Now, make no mistake – Walt didn't choose Mr. Toad simply because there was no one else to feature. Even in 1955, Disney had already released such classics as BambiCinderellaPinocchio, and Alice in Wonderland. Yet, Mr. Toad was selected over them all to receive a dark ride! 

Image: Disney

In the U.S. parks today, the only thing less likely than Disney approving a ride based on original characters is Disney approving a ride based on little known characters. While allusions to Oswald, Humphrey the Bear, and Clarabelle are scattered around as Easter eggs, it seems highly unlikely that Mr. Toad would ever have been given real estate in Fantasyland today.

OTHER EXAMPLES: But then, if Fantasyland were being built for the first time today, do you really think Peter Pan would've made the cut? Snow White? Even Winnie the Pooh! Built from scratch, the land would probably look like Magic Kingdom's New Fantasyland, with Tangled and Frozen added in. 

8. "I don't think there's a great way to market this.... Is it what people visit for?"

Image: Disney

CASE STUDY: The Enchanted Tiki Room

Now, granted, the Modern Marvel: Enchanted Tiki Room was an E-Ticket when it opened in 1963, dazzling audiences of the era with its incredible technology and the exceptional songwriting of the Sherman Brothers. While it remains one of the most integral and sensational attractions at Disneyland, it's... well... difficult to imagine that Disney would bother adding it today.

It's not just that the era of singalong Audio-Animatroncis shows is over, or that the attraction relies on the careful character work of Imagineer Marc Davis... it's that the Enchanted Tiki Room isn't marketable. Why? Well... all of the reasons above. There's no tie-in to a blockbuster hit; no built-in allegiance from kids; it's got no Disney characters, too many animatronics, and its too simple to match the draw of modern thrills.

OTHER EXAMPLES: As beloved as they may be, it would be hard to convince fans that today's Disney would bring Carousel of Progress, Country Bear Jamboree, or Journey into Imagination to life... While each is absolutely essential in the role it plays (or played), they just wouldn't be seen as marketable new additions today. 
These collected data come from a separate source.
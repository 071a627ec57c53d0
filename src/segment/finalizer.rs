//! Chunk finalization.
//!
//! Decides the definitive text for an utterance at its Active → Finalizing
//! transition: the recognizer's final text wins when usable, the cached
//! partial is the fallback, and with neither the utterance drops silently.

use crate::segment::frame::FinalChunk;
use crate::segment::utterance::Utterance;
use std::time::Instant;

/// Resolves the definitive chunk text.
///
/// Precedence: recognizer-reported final text if non-empty after trimming,
/// else the cached partial if non-empty after trimming, else `None`.
pub fn resolve(final_text: Option<&str>, cached: Option<&str>) -> Option<String> {
    if let Some(text) = final_text {
        let trimmed = text.trim();
        if !trimmed.is_empty() {
            return Some(trimmed.to_string());
        }
    }
    cached.and_then(|text| {
        let trimmed = text.trim();
        if trimmed.is_empty() {
            None
        } else {
            Some(trimmed.to_string())
        }
    })
}

/// Builds the immutable output chunk for a resolved utterance.
///
/// `ended_at` is the finalizing trigger's timestamp; event-time skew between
/// producers must never produce an inverted interval, so it is clamped up to
/// the utterance start.
pub fn build_chunk(utterance: &Utterance, text: String, ended_at: Instant) -> FinalChunk {
    FinalChunk {
        utterance_id: utterance.id,
        text,
        started_at: utterance.started_at,
        ended_at: ended_at.max(utterance.started_at),
    }
}

#[cfg(test)]
mod tests {
    use super::*;
    use std::time::Duration;

    #[test]
    fn test_final_text_takes_precedence() {
        let resolved = resolve(Some("recognized"), Some("cached"));
        assert_eq!(resolved, Some("recognized".to_string()));
    }

    #[test]
    fn test_blank_final_falls_back_to_cache() {
        let resolved = resolve(Some("   "), Some("cached"));
        assert_eq!(resolved, Some("cached".to_string()));
    }

    #[test]
    fn test_no_usable_text_drops() {
        assert_eq!(resolve(None, None), None);
        assert_eq!(resolve(Some("  "), Some(" \n ")), None);
    }

    #[test]
    fn test_resolved_text_is_trimmed() {
        let resolved = resolve(Some("  こんにちは \n"), None);
        assert_eq!(resolved, Some("こんにちは".to_string()));
    }

    #[test]
    fn test_chunk_timestamps_never_invert() {
        let now = Instant::now();
        let utterance = Utterance {
            id: 7,
            started_at: now,
            last_text_at: now,
        };

        // Skewed trigger arriving "before" the utterance opened
        let chunk = build_chunk(&utterance, "text".to_string(), now - Duration::from_millis(5));
        assert_eq!(chunk.started_at, now);
        assert_eq!(chunk.ended_at, now);
        assert!(chunk.started_at <= chunk.ended_at);
    }

    #[test]
    fn test_chunk_carries_utterance_identity() {
        let now = Instant::now();
        let utterance = Utterance {
            id: 42,
            started_at: now,
            last_text_at: now,
        };
        let ended = now + Duration::from_secs(2);
        let chunk = build_chunk(&utterance, "text".to_string(), ended);
        assert_eq!(chunk.utterance_id, 42);
        assert_eq!(chunk.started_at, now);
        assert_eq!(chunk.ended_at, ended);
    }
}
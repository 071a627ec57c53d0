//! Utterance segmentation pipeline.
//!
//! Components, leaf-first: energy → silence → utterance → coalescer →
//! finalizer, bound together by the session state machine and driven by
//! the engine's serialized event queue.

pub mod coalescer;
pub mod energy;
pub mod engine;
pub mod finalizer;
pub mod frame;
pub mod silence;
pub mod utterance;

pub(crate) mod session;

pub use coalescer::PartialCoalescer;
pub use energy::EnergyMonitor;
pub use engine::{AudioFeed, SegmentationEngine};
pub use frame::{AudioFrame, FinalChunk, PartialChunk};
pub use silence::{SilenceDetector, SilenceObservation};
pub use utterance::{Utterance, UtteranceState, UtteranceTracker};
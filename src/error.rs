//! Error types for speechseg.

use thiserror::Error;

/// Errors surfaced synchronously by [`SegmentationEngine::start`].
///
/// Every failure path leaves the engine idle with no partially wired
/// session state. Mid-session recognizer failures are not represented
/// here — they tear the session down internally and never surface as a
/// return value.
///
/// [`SegmentationEngine::start`]: crate::SegmentationEngine::start
#[derive(Error, Debug)]
pub enum StartError {
    #[error("Speech recognition permission denied: {message}")]
    PermissionDenied { message: String },

    #[error("On-device speech recognition not supported: {message}")]
    Unsupported { message: String },

    #[error("Audio device unavailable: {message}")]
    DeviceUnavailable { message: String },

    #[error("Recognition engine failed to start: {message}")]
    EngineStart { message: String },
}

// Type alias for convenience
pub type Result<T> = std::result::Result<T, StartError>;

#[cfg(test)]
mod tests {
    use super::*;

    #[test]
    fn test_permission_denied_display() {
        let error = StartError::PermissionDenied {
            message: "microphone access required".to_string(),
        };
        assert_eq!(
            error.to_string(),
            "Speech recognition permission denied: microphone access required"
        );
    }

    #[test]
    fn test_unsupported_display() {
        let error = StartError::Unsupported {
            message: "no on-device model for locale".to_string(),
        };
        assert_eq!(
            error.to_string(),
            "On-device speech recognition not supported: no on-device model for locale"
        );
    }

    #[test]
    fn test_device_unavailable_display() {
        let error = StartError::DeviceUnavailable {
            message: "no input device".to_string(),
        };
        assert_eq!(
            error.to_string(),
            "Audio device unavailable: no input device"
        );
    }

    #[test]
    fn test_engine_start_display() {
        let error = StartError::EngineStart {
            message: "recognizer busy".to_string(),
        };
        assert_eq!(
            error.to_string(),
            "Recognition engine failed to start: recognizer busy"
        );
    }

    #[test]
    fn test_error_is_send_and_sync() {
        fn assert_send<T: Send>() {}
        fn assert_sync<T: Sync>() {}

        assert_send::<StartError>();
        assert_sync::<StartError>();
    }
}
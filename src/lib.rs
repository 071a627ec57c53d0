//! speechseg - Utterance segmentation core for streaming speech recognition
//!
//! Converts a stream of microphone audio frames and a parallel stream of
//! streaming recognition results into discrete, well-bounded text chunks.
//! Silence in the raw audio is tracked independently of the recognizer, so
//! chunk boundaries are forced even when no final result ever arrives.

#![warn(clippy::unwrap_used)]
#![warn(clippy::expect_used)]
#![warn(clippy::let_underscore_must_use)]

pub mod clock;
pub mod config;
pub mod defaults;
pub mod error;
pub mod recognizer;
pub mod segment;

// Core traits (audio in, recognition in, chunks out)
pub use clock::{Clock, ManualClock, SystemClock};
pub use recognizer::{RecognitionResult, SpeechRecognizer};

// Engine
pub use segment::engine::{AudioFeed, SegmentationEngine};
pub use segment::frame::{AudioFrame, FinalChunk, PartialChunk};

// Error handling
pub use error::{Result, StartError};

// Config
pub use config::EngineConfig;
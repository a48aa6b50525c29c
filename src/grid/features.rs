use std::path::Path;

use crate::error::{GridError, GridResult};

/// 模型输入的特征向量
///
/// 特征提取（DSP）之后的原始值，长度等于模型的输入帧大小。加载后不再修改。
#[derive(Debug, Clone, PartialEq)]
pub struct FeatureVector {
    values: Vec<f32>,
}

impl FeatureVector {
    pub fn new(values: Vec<f32>) -> Self {
        Self { values }
    }

    pub fn as_slice(&self) -> &[f32] {
        &self.values
    }

    pub fn len(&self) -> usize {
        self.values.len()
    }

    pub fn is_empty(&self) -> bool {
        self.values.is_empty()
    }

    /// 校验长度是否等于模型帧大小，必须在分配任何张量之前调用
    pub fn expect_len(&self, frame_size: usize) -> GridResult<()> {
        if self.values.len() != frame_size {
            return Err(GridError::SizeMismatch { expected: frame_size, actual: self.values.len() });
        }
        Ok(())
    }
}

/// 参数是否看起来像文件名：不含空格且包含 `.`
pub fn looks_like_path(arg: &str) -> bool {
    !arg.contains(' ') && arg.contains('.')
}

/// 解析逗号分隔的特征值
///
/// 每个值两侧的空白会被去掉，末尾多余的逗号会被忽略。
///
/// # 错误处理
/// 任何一个值无法解析都会返回 `Parse` 错误，不会跳过
pub fn parse_features(text: &str) -> GridResult<FeatureVector> {
    let text = text.trim_end();
    let text = text.strip_suffix(',').unwrap_or(text);
    if text.trim().is_empty() {
        return Ok(FeatureVector::new(Vec::new()));
    }

    let values = text
        .split(',')
        .enumerate()
        .map(|(index, token)| {
            let token = token.trim();
            token
                .parse::<f32>()
                .map_err(|_| GridError::Parse { index, token: token.to_string() })
        })
        .collect::<GridResult<Vec<f32>>>()?;
    Ok(FeatureVector::new(values))
}

/// 从文本文件读取特征值
pub fn read_features(path: &Path) -> GridResult<FeatureVector> {
    let text = std::fs::read_to_string(path).map_err(|e| GridError::io(path, e))?;
    parse_features(&text)
}

/// 加载特征：参数像文件名时读取文件，否则当作逗号分隔的字面值
pub fn load_features(arg: &str) -> GridResult<FeatureVector> {
    if looks_like_path(arg) {
        log::debug!("从文件读取特征: {}", arg);
        read_features(Path::new(arg))
    } else {
        parse_features(arg)
    }
}
//! Grid模块 - 网格检测输出的后处理与可视化
//!
//! 该模块把模型输出的网格置信度张量转换为：
//! - 文本诊断信息
//! - 去重后的检测结果（网格坐标）
//! - 用于调试的标注位图
//!
//! # 主要组件
//!
//! - features：读取并校验特征向量
//! - tensor：量化/浮点张量的存储与解码
//! - decode：阈值判定与相邻结果去重
//! - render：调试位图的绘制与 BMP 编码
//! - engine / onnx：推理引擎接口及其 ONNX Runtime 实现
//! - scanner：把以上步骤串成一次完整运行
//!
//! # 工作流程
//!
//! 1. 使用load_features加载特征
//! 2. 创建推理引擎（OnnxEngine 或 ReplayEngine）
//! 3. 用Scanner执行推理、解码并写出调试位图

pub mod cubes;
pub mod decode;
pub mod engine;
pub mod features;
pub mod onnx;
pub mod render;
pub mod report;
pub mod scanner;
pub mod tensor;

// 重新导出常用类型和函数
pub use cubes::{Cube, CubeClass};
pub use decode::{DedupMode, GridDecoder, GridVariant};
pub use engine::{InferenceEngine, ReplayEngine};
pub use features::{FeatureVector, load_features, parse_features};
pub use onnx::{OnnxEngine, load_model};
pub use render::{DebugImage, EdgeMode};
pub use report::Report;
pub use scanner::{ScanOutcome, Scanner};
pub use tensor::{QuantParams, RawValue, Tensor, decode, dequantize, quantize};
But maybe that's the takeaway – left only to today's devices, Disney Parks would probably be very different places... and inarguably, that version of any Disney Park wouldn't be as well-rounded, as full, or as friendly. When you look to more modern-built parks, they're seemingly stocked only with IP-influenced E-Tickets and lacking family asides, hidden gems, and the original experiences that bring Disney Parks to life. Part of Disney's strength is in the 60+ year history of their parks, allowing rides that probably wouldn't be approved today to nonetheless exist! And that balance is something we should truly appreciate.